The range-topping SEL has full LED headlights, steering-wheel paddle shifters, power driver’s seat, leather upholstery, head-up instrument display, and surround-view camera.


Eclipse Cross pricing generally follows the Honda model, offering set trim levels with most options available as dealer-installed accessories. There are several extra-cost dress-up packages that range in price from $345-$965. Note that the base prices we list here include Mitsubishi’s $1,045 destination fee.

The 2019 Eclipse Cross ES starts at $24,640 with front-wheel drive. We strongly recommend AWD, and Mitsubishi prices it very reasonably at $600, raising the base price of an ES to $25,240.

All other ’19 Eclipse Cross grades come standard with AWD, the LE priced from $26,240, the SE from $27,740, and the SEL from $29,240.

The lone factory option is the SEL’s $2,500 Touring Package, which adds heated outboard rear seats, dual-pane power panoramic sunroof, heated steering wheel, and a 710-watt audio system with nine speakers. It also includes more comprehensive driver-assistance features, such as automatic high-beam headlight control, adaptive radar cruise control, lane-departure warning, and automatic emergency braking. It’s unfortunate that the only way to get these valuable aids is to choose the fully-equipped, top-of-the-line trim level, especially since more and more rivals are making them standard across the board.

At $31,690, the SEL with Touring Package’s price premium is tough to justify, even if you factor in heavy incentives dealers are likely to offer because of slow sales. If you can get it for $25,000 or less, the SE is the most compelling value in the Eclipse Cross lineup, despite not being available with advanced safety features.

Fuel Economy

EPA ratings for the Eclipse Cross are near the bottom of its competitive set. The front-drive ES rates 26/29/27 mpg city/highway/combined. The AWD ES rates 25/28/26 mpg. These ratings are slightly higher than the rest of the lineup because the ES uses 16-inch wheels and tires as opposed to 18s. LE, SE, and SEL rate 25/26/25 mpg.

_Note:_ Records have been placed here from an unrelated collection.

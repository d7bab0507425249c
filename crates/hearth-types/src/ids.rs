use std::fmt;
use std::str::FromStr;

use serde::{Deserialize, Deserializer, Serialize, Serializer};
use uuid::Uuid;

/// Prefix of synthetic conversation ids handed out for one-on-one chats
/// that have not been persisted yet.
pub const VIRTUAL_PREFIX: &str = "virtual-";

/// Opaque family identity. Scopes broadcast rooms, the group chat, polls
/// and alerts. Never interchangeable with a user id.
#[derive(Debug, Clone, PartialEq, Eq, Hash, PartialOrd, Ord, Serialize, Deserialize)]
#[serde(transparent)]
pub struct FamilyId(String);

impl FamilyId {
    pub fn new(id: impl Into<String>) -> Self {
        Self(id.into())
    }

    pub fn as_str(&self) -> &str {
        &self.0
    }
}

impl fmt::Display for FamilyId {
    fn fmt(&self, f: &mut fmt::Formatter<'_>) -> fmt::Result {
        f.write_str(&self.0)
    }
}

#[derive(Debug, thiserror::Error, PartialEq, Eq)]
#[error("invalid chat reference: {0}")]
pub struct ChatRefError(pub String);

/// Reference to a conversation as seen by clients.
///
/// `Persisted` carries the stored chat id. `Virtual` carries the id of the
/// counterpart user of a one-on-one chat that only exists at read time; on
/// the wire it is rendered as `virtual-<counterpart id>`.
#[derive(Debug, Clone, Copy, PartialEq, Eq, Hash)]
pub enum ChatRef {
    Persisted(Uuid),
    Virtual(Uuid),
}

impl fmt::Display for ChatRef {
    fn fmt(&self, f: &mut fmt::Formatter<'_>) -> fmt::Result {
        match self {
            Self::Persisted(id) => write!(f, "{}", id),
            Self::Virtual(counterpart) => write!(f, "{}{}", VIRTUAL_PREFIX, counterpart),
        }
    }
}

impl FromStr for ChatRef {
    type Err = ChatRefError;

    fn from_str(s: &str) -> Result<Self, Self::Err> {
        let parse = |raw: &str| raw.parse::<Uuid>().map_err(|_| ChatRefError(s.to_string()));
        match s.strip_prefix(VIRTUAL_PREFIX) {
            Some(counterpart) => Ok(Self::Virtual(parse(counterpart)?)),
            None => Ok(Self::Persisted(parse(s)?)),
        }
    }
}

impl Serialize for ChatRef {
    fn serialize<S: Serializer>(&self, serializer: S) -> Result<S::Ok, S::Error> {
        serializer.collect_str(self)
    }
}

impl<'de> Deserialize<'de> for ChatRef {
    fn deserialize<D: Deserializer<'de>>(deserializer: D) -> Result<Self, D::Error> {
        let raw = String::deserialize(deserializer)?;
        raw.parse().map_err(serde::de::Error::custom)
    }
}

Our SE review sample got 25.6 mpg in our suburban test loop. All models use regular-grade 87-octane gasoline.

Release Date

August 2018

What’s Next?

As it is a relatively new vehicle, don’t expect any major updates for a few years. It’s possible Mitsubishi will launch front-drive versions of the LE, SE, and/or SEL trim levels to bring the price down a bit. We would like them to make the SEL’s optional safety equipment standard on the entire line. Barring that, it should at least be optional on the LE and above.

About Chuck Giametta

This nationally recognized, award-winning writer brings to Carpreview.com two decades of automotive testing and reporting for newspapers, books, magazines, and the Internet. The former Executive Auto Editor of Consumer Guide, Chuck has covered cars for HowStuffWorks.com, Collectible Automobile magazine, and the Publications International Ltd. automotive book series. This ex-newspaper reporter has also appeared as an automotive expert on network television and radio. He’s a charter member of the Midwest Automotive Media Association, the president of the Rocky Mountain Automotive Media association, and a juror for the annual Active Lifestyle Vehicle of the Year awards. Chuck writes from Colorado Springs, Colo. If you have a question for Chuck, write to him at [email protected]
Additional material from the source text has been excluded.